Drew Gilkerson of Gunner Kennels made the new venue work for him, saying, “We doubled up and had product in the New Product Center. I think that was critical to the good response I’ve had up here in the NEXT Pavilion. This has been phenomenal.”
Show Floor Buzz\
If the buyers were happy, the exhibitors were a mirror reflection of them.
“Obviously SHOT Show is important to us,” said Tom Taylor, Vice President of Sales and Marketing for Sig Sauer. “We made a huge investment in the booth because we want our customers to know that we are a total system provider.” And it was evident from the crowd in the booth that the effort wasn’t lost on anyone.
Thomas O’Keefe, President, Winchester Ammunition, was also pleased with this year’s show. “The show has gone perfectly,” he said. “We’re celebrating our 150th anniversary, and there’s a tremendous level of excitement that comes with that. We’re very proud of our new products, and indications are that the coming year should be very exciting. We’re also very pleased that the show is so well organized and well run–we’re very proud to be part of the NSSF.”
Paul Pluff, Director, Marketing Communications with Smith & Wesson, said, “This is the premier show for us, and once again this has been a very busy time. The response to our new products has been fantastic, and based on what we’re seeing, we’re very much looking forward to the year ahead.”
Jason Vanderbrink, Vice President of Sales for Vista Outdoor, was very upbeat about the show traffic. “We’ve had a very good show. Booth traffic has been great, and the new product intros have all been received very well, especially with the help of our brand ambassadors on television, YouTube, etc., who have helped drive a lot of interest. The mood is good.”
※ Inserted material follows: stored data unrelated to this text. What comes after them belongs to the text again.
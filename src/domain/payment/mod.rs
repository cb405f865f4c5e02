pub mod model;
pub mod repository;

pub use model::PaymentRecord;
pub use repository::PaymentRepository;
pub mod guard;

pub use guard::{
    can_agent_decide, can_cancel_confirmed, can_cancel_request, can_confirm_request,
    can_owner_act, can_pay, can_reject_request, can_request_checkout, AllowedActions,
};
//! Property entity

use sea_orm::entity::prelude::*;
use serde::{Deserialize, Serialize};

#[derive(Clone, Debug, PartialEq, DeriveEntityModel, Serialize, Deserialize)]
#[sea_orm(table_name = "properties")]
pub struct Model {
    #[sea_orm(primary_key, auto_increment = false)]
    pub id: Uuid,

    pub owner_id: Uuid,

    pub title: String,
    pub address: String,

    /// Decimal string, minor-unit exact
    pub rent_amount: String,
    /// Decimal string, minor-unit exact
    pub deposit_amount: String,
    /// Currency code (ISO 4217)
    pub currency: String,

    pub is_active: bool,

    pub created_at: DateTimeUtc,
    pub updated_at: DateTimeUtc,
}

#[derive(Copy, Clone, Debug, EnumIter, DeriveRelation)]
pub enum Relation {
    #[sea_orm(
        belongs_to = "super::user::Entity",
        from = "Column::OwnerId",
        to = "super::user::Column::Id"
    )]
    Owner,
    #[sea_orm(has_many = "super::rent_request::Entity")]
    RentRequests,
}

impl Related<super::user::Entity> for Entity {
    fn to() -> RelationDef {
        Relation::Owner.def()
    }
}

impl Related<super::rent_request::Entity> for Entity {
    fn to() -> RelationDef {
        Relation::RentRequests.def()
    }
}

impl ActiveModelBehavior for ActiveModel {}
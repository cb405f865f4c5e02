//! HTTP REST API interfaces
//!
//! - `common`: Response envelope, error mapping, validated JSON extractor
//! - `middleware`: Bearer-token authentication middleware
//! - `modules`: Per-resource DTOs and handlers
//! - `router`: API router with Swagger documentation

pub mod common;
pub mod middleware;
pub mod modules;
pub mod router;

pub use router::create_api_router;
//! Checkout HTTP handlers

use std::sync::Arc;

use axum::extract::{Path, State};
use axum::http::StatusCode;
use axum::{Extension, Json};
use uuid::Uuid;

use crate::application::services::CheckoutService;
use crate::interfaces::http::common::{domain_error, ApiResponse, ValidatedJson};
use crate::interfaces::http::middleware::AuthenticatedUser;

use super::dto::*;

/// Application state for checkout handlers.
#[derive(Clone)]
pub struct CheckoutAppState {
    pub checkouts: Arc<CheckoutService>,
}

#[utoipa::path(
    post,
    path = "/api/v1/checkouts/{checkout_id}/owner-confirm",
    tag = "Checkouts",
    security(("bearer_auth" = [])),
    params(("checkout_id" = Uuid, Path, description = "Checkout ID")),
    request_body = OwnerConfirmRequest,
    responses(
        (status = 200, description = "Checkout settled with full deposit return", body = ApiResponse<CheckoutDto>),
        (status = 403, description = "Actor is not the property owner"),
        (status = 404, description = "Checkout not found"),
        (status = 409, description = "Checkout already resolved")
    )
)]
pub async fn owner_confirm(
    State(state): State<CheckoutAppState>,
    Extension(user): Extension<AuthenticatedUser>,
    Path(checkout_id): Path<Uuid>,
    ValidatedJson(body): ValidatedJson<OwnerConfirmRequest>,
) -> Result<Json<ApiResponse<CheckoutDto>>, (StatusCode, Json<ApiResponse<CheckoutDto>>)> {
    let checkout = state
        .checkouts
        .owner_confirm(checkout_id, user.user_id, user.role, body.damage_notes)
        .await
        .map_err(domain_error)?;

    Ok(Json(ApiResponse::success(CheckoutDto::from(&checkout))))
}

#[utoipa::path(
    post,
    path = "/api/v1/checkouts/{checkout_id}/owner-reject",
    tag = "Checkouts",
    security(("bearer_auth" = [])),
    params(("checkout_id" = Uuid, Path, description = "Checkout ID")),
    request_body = OwnerRejectRequest,
    responses(
        (status = 200, description = "Dispute escalated to agent review", body = ApiResponse<CheckoutDto>),
        (status = 403, description = "Actor is not the property owner"),
        (status = 404, description = "Checkout not found"),
        (status = 409, description = "Checkout already resolved"),
        (status = 422, description = "Missing damage notes")
    )
)]
pub async fn owner_reject(
    State(state): State<CheckoutAppState>,
    Extension(user): Extension<AuthenticatedUser>,
    Path(checkout_id): Path<Uuid>,
    ValidatedJson(body): ValidatedJson<OwnerRejectRequest>,
) -> Result<Json<ApiResponse<CheckoutDto>>, (StatusCode, Json<ApiResponse<CheckoutDto>>)> {
    let checkout = state
        .checkouts
        .owner_reject(checkout_id, user.user_id, user.role, body.damage_notes)
        .await
        .map_err(domain_error)?;

    Ok(Json(ApiResponse::success(CheckoutDto::from(&checkout))))
}

#[utoipa::path(
    post,
    path = "/api/v1/checkouts/{checkout_id}/agent-decision",
    tag = "Checkouts",
    security(("bearer_auth" = [])),
    params(("checkout_id" = Uuid, Path, description = "Checkout ID")),
    request_body = AgentDecisionRequest,
    responses(
        (status = 200, description = "Checkout settled per the decision", body = ApiResponse<CheckoutDto>),
        (status = 403, description = "Actor is not a support agent"),
        (status = 404, description = "Checkout not found"),
        (status = 409, description = "Checkout not eligible for a decision"),
        (status = 422, description = "Invalid percent or missing notes")
    )
)]
pub async fn agent_decision(
    State(state): State<CheckoutAppState>,
    Extension(user): Extension<AuthenticatedUser>,
    Path(checkout_id): Path<Uuid>,
    ValidatedJson(body): ValidatedJson<AgentDecisionRequest>,
) -> Result<Json<ApiResponse<CheckoutDto>>, (StatusCode, Json<ApiResponse<CheckoutDto>>)> {
    let checkout = state
        .checkouts
        .agent_decide(
            checkout_id,
            user.user_id,
            user.role,
            body.deposit_return_percent,
            body.rent_returned,
            body.notes,
        )
        .await
        .map_err(domain_error)?;

    Ok(Json(ApiResponse::success(CheckoutDto::from(&checkout))))
}
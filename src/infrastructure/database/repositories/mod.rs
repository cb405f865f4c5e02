//! SeaORM repository implementations

mod checkout_repository;
mod decision_repository;
mod payment_repository;
mod property_repository;
mod rent_request_repository;
mod repository_provider;
mod user_repository;

pub use checkout_repository::SeaOrmCheckoutRepository;
pub use decision_repository::SeaOrmAgentDecisionRepository;
pub use payment_repository::SeaOrmPaymentRepository;
pub use property_repository::SeaOrmPropertyRepository;
pub use rent_request_repository::SeaOrmRentRequestRepository;
pub use repository_provider::SeaOrmRepositoryProvider;
pub use user_repository::SeaOrmUserRepository;

use rust_decimal::Decimal;

use crate::domain::DomainError;

pub(crate) fn db_err(e: sea_orm::DbErr) -> DomainError {
    DomainError::Storage(format!("Database error: {}", e))
}

/// Monetary columns are stored as decimal strings; a malformed value is a
/// data defect and maps to zero rather than poisoning every read.
pub(crate) fn parse_amount(s: &str) -> Decimal {
    s.parse().unwrap_or_default()
}

pub(crate) fn parse_amount_opt(s: &Option<String>) -> Option<Decimal> {
    s.as_deref().map(parse_amount)
}
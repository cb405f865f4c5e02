//! SeaORM implementation of PropertyRepository

use async_trait::async_trait;
use log::debug;
use sea_orm::{ActiveModelTrait, DatabaseConnection, EntityTrait, Set};
use uuid::Uuid;

use super::{db_err, parse_amount};
use crate::domain::property::{Property, PropertyRepository};
use crate::domain::DomainResult;
use crate::infrastructure::database::entities::property;

pub struct SeaOrmPropertyRepository {
    db: DatabaseConnection,
}

impl SeaOrmPropertyRepository {
    pub fn new(db: DatabaseConnection) -> Self {
        Self { db }
    }
}

fn model_to_domain(m: property::Model) -> Property {
    Property {
        id: m.id,
        owner_id: m.owner_id,
        title: m.title,
        address: m.address,
        rent_amount: parse_amount(&m.rent_amount),
        deposit_amount: parse_amount(&m.deposit_amount),
        currency: m.currency,
        is_active: m.is_active,
        created_at: m.created_at,
        updated_at: m.updated_at,
    }
}

#[async_trait]
impl PropertyRepository for SeaOrmPropertyRepository {
    async fn save(&self, p: Property) -> DomainResult<()> {
        debug!("Saving property: {}", p.id);

        let model = property::ActiveModel {
            id: Set(p.id),
            owner_id: Set(p.owner_id),
            title: Set(p.title),
            address: Set(p.address),
            rent_amount: Set(p.rent_amount.to_string()),
            deposit_amount: Set(p.deposit_amount.to_string()),
            currency: Set(p.currency),
            is_active: Set(p.is_active),
            created_at: Set(p.created_at),
            updated_at: Set(p.updated_at),
        };
        model.insert(&self.db).await.map_err(db_err)?;
        Ok(())
    }

    async fn find_by_id(&self, id: Uuid) -> DomainResult<Option<Property>> {
        let model = property::Entity::find_by_id(id)
            .one(&self.db)
            .await
            .map_err(db_err)?;
        Ok(model.map(model_to_domain))
    }
}
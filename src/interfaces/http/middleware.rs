//! Authentication middleware for Axum
//!
//! Validates bearer tokens issued by the external identity service and
//! attaches the authenticated actor to the request. Authorization itself
//! (who may act on which rental) lives in the domain access guard.

use axum::{
    body::Body,
    extract::State,
    http::{header, Request, StatusCode},
    middleware::Next,
    response::{IntoResponse, Response},
    Json,
};
use serde_json::json;
use uuid::Uuid;

use crate::domain::user::UserRole;
use crate::infrastructure::crypto::jwt::{verify_token, JwtConfig, TokenClaims};

/// Authentication error types
#[derive(Debug)]
pub enum AuthError {
    MissingToken,
    InvalidToken,
    ExpiredToken,
}

/// Authentication state containing the JWT config
#[derive(Clone)]
pub struct AuthState {
    pub jwt_config: JwtConfig,
}

/// Authenticated actor extracted from the bearer token
#[derive(Clone, Debug)]
pub struct AuthenticatedUser {
    pub user_id: Uuid,
    pub display_name: String,
    pub role: UserRole,
}

impl AuthenticatedUser {
    fn from_claims(claims: TokenClaims) -> Option<Self> {
        let user_id = Uuid::parse_str(&claims.sub).ok()?;
        let role = UserRole::from_str(&claims.role)?;
        Some(Self {
            user_id,
            display_name: claims.name,
            role,
        })
    }
}

fn extract_token(auth_header: &str) -> Option<&str> {
    auth_header.strip_prefix("Bearer ")
}

/// Bearer-token authentication middleware
pub async fn auth_middleware(
    State(auth_state): State<AuthState>,
    mut request: Request<Body>,
    next: Next,
) -> Response {
    let auth_header = request
        .headers()
        .get(header::AUTHORIZATION)
        .and_then(|h| h.to_str().ok())
        .map(String::from);
    let Some(auth_header) = auth_header else {
        return auth_error_response(AuthError::MissingToken);
    };

    let Some(token) = extract_token(&auth_header) else {
        return auth_error_response(AuthError::InvalidToken);
    };

    match verify_token(token, &auth_state.jwt_config) {
        Ok(claims) => {
            if claims.is_expired() {
                return auth_error_response(AuthError::ExpiredToken);
            }
            let Some(user) = AuthenticatedUser::from_claims(claims) else {
                return auth_error_response(AuthError::InvalidToken);
            };
            request.extensions_mut().insert(user);
            next.run(request).await
        }
        Err(_) => auth_error_response(AuthError::InvalidToken),
    }
}

fn auth_error_response(error: AuthError) -> Response {
    let (status, message) = match error {
        AuthError::MissingToken => (StatusCode::UNAUTHORIZED, "Missing authentication token"),
        AuthError::InvalidToken => (StatusCode::UNAUTHORIZED, "Invalid authentication token"),
        AuthError::ExpiredToken => (StatusCode::UNAUTHORIZED, "Token has expired"),
    };

    let body = Json(json!({
        "success": false,
        "error": message
    }));

    (status, body).into_response()
}

// ── Tests ──────────────────────────────────────────────────────

#[cfg(test)]
mod tests {
    use super::*;
    use crate::infrastructure::crypto::jwt::create_token;

    #[test]
    fn claims_with_unknown_role_are_rejected() {
        let claims = TokenClaims::new(
            &Uuid::new_v4().to_string(),
            "Eve",
            "superuser",
            &JwtConfig::default(),
        );
        assert!(AuthenticatedUser::from_claims(claims).is_none());
    }

    #[test]
    fn claims_with_malformed_subject_are_rejected() {
        let claims = TokenClaims::new("not-a-uuid", "Eve", "renter", &JwtConfig::default());
        assert!(AuthenticatedUser::from_claims(claims).is_none());
    }

    #[test]
    fn valid_claims_become_an_actor() {
        let id = Uuid::new_v4();
        let cfg = JwtConfig::default();
        let token = create_token(&id.to_string(), "Rita", "renter", &cfg).unwrap();
        let claims = verify_token(&token, &cfg).unwrap();
        let user = AuthenticatedUser::from_claims(claims).unwrap();
        assert_eq!(user.user_id, id);
        assert_eq!(user.role, UserRole::Renter);
    }
}
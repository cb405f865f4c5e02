//! Property domain entity
//!
//! Properties are created and moderated by the admin surface; the rent
//! workflow reads them to resolve the owner and to snapshot financial terms
//! onto new rent requests.

use chrono::{DateTime, Utc};
use rust_decimal::Decimal;
use uuid::Uuid;

/// Rentable property listing
#[derive(Debug, Clone)]
pub struct Property {
    pub id: Uuid,
    pub owner_id: Uuid,
    pub title: String,
    pub address: String,
    /// Monthly rent in the listing currency
    pub rent_amount: Decimal,
    /// Security deposit held in escrow for the stay
    pub deposit_amount: Decimal,
    /// Currency code (ISO 4217)
    pub currency: String,
    pub is_active: bool,
    pub created_at: DateTime<Utc>,
    pub updated_at: DateTime<Utc>,
}

impl Property {
    pub fn new(
        owner_id: Uuid,
        title: impl Into<String>,
        address: impl Into<String>,
        rent_amount: Decimal,
        deposit_amount: Decimal,
        currency: impl Into<String>,
    ) -> Self {
        let now = Utc::now();
        Self {
            id: Uuid::new_v4(),
            owner_id,
            title: title.into(),
            address: address.into(),
            rent_amount,
            deposit_amount,
            currency: currency.into(),
            is_active: true,
            created_at: now,
            updated_at: now,
        }
    }
}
John Iacobelli, Director of Engineering for GunBroker.com, said, “The show has been wonderful. It allows us to expose our marketplace to the dealers so that they can have an alternate avenue for selling their products. We open their doors to the nation.” Donald Hall, the company’s CEO, said simply, “We’re swamped. It used to be retailers saw us as competition, now they see us as a resource.”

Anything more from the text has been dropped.